Newswise — A team of international researchers led by Professor Lim Chwee Teck, Principal Investigator, and Dr Hiroaki Hirata, Research Fellow, at the Mechanobiology Institute at the National University of Singapore (NUS), together with Professor Masahiro Sokabe from Nagoya University Graduate School of Medicine, has recently discovered that living cell migration is regulated by the engagement of a force transmitter composed of vinculin and talin, two types of cytoskeletal protein. The researchers showed that force-dependent vinculin binding to talin plays a critical role in mechanically connecting the actin cytoskeleton to the extracellular substrate to contribute towards cell migration.

This understanding of the fundamental machinery that drives living cells movement is crucial in paving the way for physiological and pathological processes in modern medicine, ranging from normal tissue development to treating cardiovascular disorders and cancer metastasis. The findings were recently published in an international journal, American Journal of Physiology - Cell Physiology, in March 2014.

Demystifying cell movement

Individual cells possess distinct structures, known as focal adhesions, which allow them to grip onto a surface of the extracellular substrate. Inside the cell, focal adhesions are physically linked to a network of filaments, composed of a protein called actin, that form near the protruding cell membrane. These are highly dynamic and are constantly undergoing assembly and disassembly. Due to their dynamic nature, as well as the activity of protein known as myosin, the actin filaments are constantly moving inwards, towards the center of the cell.

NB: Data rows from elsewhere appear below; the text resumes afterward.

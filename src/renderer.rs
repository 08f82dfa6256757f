//! The streaming chat renderer: session lifecycle, cancellation, and the
//! reader loop.
//!
//! At most one session streams at a time. Submitting while a session is in
//! flight cancels the previous session's token before the new request is
//! made; the superseded session observes its token at the next suspension
//! point, exits its loop, and renders its own interrupted state into its own
//! view. The active-session slot is the only mutable cursor and is only
//! written from `submit`, `cancel_active`, and `join_active`.

use std::sync::Arc;

use futures::StreamExt;
use tokio::task::JoinHandle;
use tokio_util::sync::CancellationToken;
use tracing::debug;

use crate::model::ChatPrompt;
use crate::options::DEFAULT_PREVIEW_LINES;
use crate::session::{StreamOutcome, StreamSession};
use crate::sse::{decode_frame, FrameSplitter};
use crate::transport::{ByteStream, ChatTransport};
use crate::view::MessageView;

/// Owns the transport and the single active streaming session.
pub struct StreamingChatRenderer<T: ChatTransport + 'static> {
    transport: Arc<T>,
    preview_lines: usize,
    active: Option<ActiveStream>,
}

/// Handle to the in-flight session's reader task.
struct ActiveStream {
    cancel: CancellationToken,
    task: JoinHandle<()>,
}

impl<T: ChatTransport + 'static> StreamingChatRenderer<T> {
    pub fn new(transport: T) -> Self {
        Self {
            transport: Arc::new(transport),
            preview_lines: DEFAULT_PREVIEW_LINES,
            active: None,
        }
    }

    /// Set the live thinking-preview line count.
    pub fn with_preview_lines(mut self, lines: usize) -> Self {
        self.preview_lines = lines;
        self
    }

    /// Submit a prompt, rendering the streamed reply into `view`.
    ///
    /// Returns `false` without any request for an empty submission.
    /// Otherwise cancels the previous session, if any, and starts a fresh
    /// one; each submission gets a fresh view, so the old session never
    /// touches the new session's render target.
    pub fn submit<V: MessageView + 'static>(&mut self, prompt: ChatPrompt, view: V) -> bool {
        if prompt.is_empty() {
            return false;
        }

        if let Some(previous) = self.active.take() {
            debug!("superseding active stream");
            previous.cancel.cancel();
        }

        let cancel = CancellationToken::new();
        let transport = Arc::clone(&self.transport);
        let session = StreamSession::new(view, self.preview_lines);
        let task = tokio::spawn(run_stream(transport, prompt, session, cancel.clone()));

        self.active = Some(ActiveStream { cancel, task });
        true
    }

    /// Cooperatively cancel the in-flight session (the stop button). The
    /// reader loop observes the token at its next suspension point.
    pub fn cancel_active(&self) {
        if let Some(active) = &self.active {
            active.cancel.cancel();
        }
    }

    /// Wait for the in-flight session to reach its terminal state.
    pub async fn join_active(&mut self) {
        if let Some(active) = self.active.take() {
            let _ = active.task.await;
        }
    }

    pub fn is_streaming(&self) -> bool {
        self.active
            .as_ref()
            .is_some_and(|active| !active.task.is_finished())
    }
}

impl<T: ChatTransport + 'static> Drop for StreamingChatRenderer<T> {
    fn drop(&mut self) {
        if let Some(active) = &self.active {
            active.cancel.cancel();
        }
    }
}

/// Drive one session from request submission to terminal state.
async fn run_stream<T, V>(
    transport: Arc<T>,
    prompt: ChatPrompt,
    mut session: StreamSession<V>,
    cancel: CancellationToken,
) where
    T: ChatTransport,
    V: MessageView,
{
    session.begin();

    // The request itself is a suspension point and must also observe the
    // token so a superseded session never waits out a slow server.
    let opened = tokio::select! {
        _ = cancel.cancelled() => {
            session.finish(StreamOutcome::Cancelled);
            return;
        }
        opened = transport.open_stream(&prompt) => opened,
    };

    let stream = match opened {
        Ok(stream) => stream,
        Err(e) => {
            session.finish(StreamOutcome::Failed(e));
            return;
        }
    };

    let outcome = drive_stream(stream, &mut session, &cancel).await;
    session.finish(outcome);
}

/// The reader loop: chunks in arrival order, frames in order within each
/// chunk, every payload applied to the session before the next chunk is
/// awaited. Distinguishes cancelled from exhausted termination.
async fn drive_stream<V: MessageView>(
    mut stream: ByteStream,
    session: &mut StreamSession<V>,
    cancel: &CancellationToken,
) -> StreamOutcome {
    let mut splitter = FrameSplitter::new();

    loop {
        let next = tokio::select! {
            _ = cancel.cancelled() => return StreamOutcome::Cancelled,
            next = stream.next() => next,
        };

        match next {
            Some(Ok(chunk)) => {
                for frame in splitter.push(&chunk) {
                    if let Some(payload) = decode_frame(&frame) {
                        session.apply(payload);
                    }
                }
            }
            Some(Err(e)) => return StreamOutcome::Failed(e),
            None => {
                if let Some(frame) = splitter.finish() {
                    if let Some(payload) = decode_frame(&frame) {
                        session.apply(payload);
                    }
                }
                return StreamOutcome::Completed;
            }
        }
    }
}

For cells to move forward, cells have to transmit force from dynamic actin filaments to the extracellular substrate through focal adhesions. The force transmitter is engaged when force is exerted onto it. This is akin to the “automatic clutches” in vehicles. The researchers found that the force-dependent vinculin binding to talin underlies engagement of the transmitter. When the transmitter was artificially disengaged by inhibiting the vinculin-talin binding, the cells failed to move as they no longer transmit force.

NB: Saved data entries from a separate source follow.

//! Inline edit state shared by both tables. At most one row
//! across both lists can be in [`EditState::Active`].

use crate::category::{
  Category,
  CategoryKind,
  name_taken
};
use crate::error::CategoryError;

#[derive(Debug, Clone, PartialEq, Eq)]
pub struct ActiveEdit {
  pub kind:          CategoryKind,
  pub id:            String,
  pub original_name: String,
  pub draft:         String
}

#[derive(
  Debug, Clone, PartialEq, Eq, Default,
)]
pub enum EditState {
  #[default]
  Idle,
  Active(ActiveEdit)
}

impl EditState {
  pub fn active(&self) -> Option<&ActiveEdit> {
    match self {
      | Self::Idle => None,
      | Self::Active(edit) => Some(edit)
    }
  }

  pub fn is_active(&self) -> bool {
    self.active().is_some()
  }

  pub fn is_editing(
    &self,
    kind: CategoryKind,
    id: &str
  ) -> bool {
    self.active().is_some_and(|edit| {
      edit.kind == kind && edit.id == id
    })
  }

  /// `Idle -> Active` for `category`.
  pub fn begin(
    &self,
    kind: CategoryKind,
    category: &Category
  ) -> Result<EditState, CategoryError> {
    if self.is_active() {
      return Err(
        CategoryError::EditInProgress
      );
    }

    Ok(Self::Active(ActiveEdit {
      kind,
      id: category.id.clone(),
      original_name: category.name.clone(),
      draft: category.name.clone()
    }))
  }

  pub fn with_draft(
    &self,
    draft: &str
  ) -> Result<EditState, CategoryError> {
    let Some(edit) = self.active() else {
      return Err(CategoryError::NoActiveEdit);
    };

    Ok(Self::Active(ActiveEdit {
      draft: draft.to_string(),
      ..edit.clone()
    }))
  }

  /// Discards the draft. Cancelling while idle is a no-op.
  pub fn cancel(&self) -> EditState {
    Self::Idle
  }
}

/// Checks a proposed name against `list`, ignoring the
/// record `except_id` so a row may keep its own name in a
/// different case. Returns the trimmed name.
pub fn validate_name(
  kind: CategoryKind,
  list: &[Category],
  raw: &str,
  except_id: Option<&str>
) -> Result<String, CategoryError> {
  let name = raw.trim();
  if name.is_empty() {
    return Err(CategoryError::EmptyName);
  }
  if name_taken(list, name, except_id) {
    return Err(
      CategoryError::DuplicateName {
        kind,
        name: name.to_string()
      }
    );
  }
  Ok(name.to_string())
}

#[derive(Debug, Clone, PartialEq, Eq)]
pub enum RowMode {
  Viewing,
  Editing { draft: String }
}

/// Declarative row for the table views.
#[derive(Debug, Clone, PartialEq, Eq)]
pub struct RowView {
  pub id:   String,
  pub kind: CategoryKind,
  pub name: String,
  pub mode: RowMode
}

impl RowView {
  pub fn is_editing(&self) -> bool {
    matches!(
      self.mode,
      RowMode::Editing { .. }
    )
  }

  /// Text the row shows: the draft while editing, the
  /// stored name otherwise.
  pub fn display_name(&self) -> &str {
    match &self.mode {
      | RowMode::Viewing => &self.name,
      | RowMode::Editing { draft } => draft
    }
  }
}

#[cfg(test)]
mod tests {
  use super::*;

  fn category(
    id: &str,
    name: &str
  ) -> Category {
    Category {
      id:   id.to_string(),
      name: name.to_string()
    }
  }

  #[test]
  fn begin_from_idle_captures_original_name()
  {
    let row = category("a", "Low");
    let next = EditState::Idle
      .begin(CategoryKind::Priority, &row)
      .expect("begin");

    let edit =
      next.active().expect("active edit");
    assert_eq!(edit.original_name, "Low");
    assert_eq!(edit.draft, "Low");
    assert!(next.is_editing(
      CategoryKind::Priority,
      "a"
    ));
    assert!(!next.is_editing(
      CategoryKind::Status,
      "a"
    ));
  }

  #[test]
  fn begin_while_active_is_rejected() {
    let first = EditState::Idle
      .begin(
        CategoryKind::Status,
        &category("a", "Completed")
      )
      .expect("begin");

    let err = first
      .begin(
        CategoryKind::Priority,
        &category("b", "Low")
      )
      .expect_err("second edit");
    assert!(matches!(
      err,
      CategoryError::EditInProgress
    ));
    assert!(first.is_editing(
      CategoryKind::Status,
      "a"
    ));
  }

  #[test]
  fn draft_requires_an_active_edit() {
    assert!(matches!(
      EditState::Idle.with_draft("x"),
      Err(CategoryError::NoActiveEdit)
    ));

    let active = EditState::Idle
      .begin(
        CategoryKind::Status,
        &category("a", "Completed")
      )
      .expect("begin")
      .with_draft("Done")
      .expect("draft");
    let edit =
      active.active().expect("active");
    assert_eq!(edit.draft, "Done");
    assert_eq!(edit.original_name, "Completed");
    assert_eq!(active.cancel(), EditState::Idle);
  }

  #[test]
  fn validate_name_trims_and_checks_duplicates()
  {
    let list = vec![
      category("a", "Completed"),
      category("b", "In Progress"),
    ];

    assert_eq!(
      validate_name(
        CategoryKind::Status,
        &list,
        "  Blocked ",
        None
      )
      .expect("valid"),
      "Blocked"
    );
    assert!(matches!(
      validate_name(
        CategoryKind::Status,
        &list,
        "   ",
        None
      ),
      Err(CategoryError::EmptyName)
    ));
    assert!(matches!(
      validate_name(
        CategoryKind::Status,
        &list,
        "completed",
        Some("b")
      ),
      Err(CategoryError::DuplicateName { .. })
    ));
    assert_eq!(
      validate_name(
        CategoryKind::Status,
        &list,
        "COMPLETED",
        Some("a")
      )
      .expect("own name"),
      "COMPLETED"
    );
  }
}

It was observed that talin solely serves as slipping connection between the moving actin filament and the adhesion molecule called integrin. However, force-dependent vinculin binding to talin forms a stable integrin-talin-vinculin-actin link. The link with multiple vinculin molecules could sustain a far greater force, and this was sufficient to tether actin filaments to focal adhesions.

Although the actin filaments no longer move inwards, they are still growing near the cell membrane. This enables the membrane to protrude outwards around the growing filaments. Eventually, new adhesions form at the tip of the protrusion, allowing the cell to grab onto the substrate surface. These cycles allow the cell to move forward.

With better understanding of these processes, the researchers hope to identify new technologies and therapies targeted at encouraging or preventing cell motility.

The team has also developed a dominant-negative form of vinculin which inhibits the vinculin binding to talin, thereby inhibiting engagement of the force transmitter. If a method can be developed to introduce this dominant negative mutant specifically into cancer cells, invasion and metastasis of cancer cells could largely be suppressed.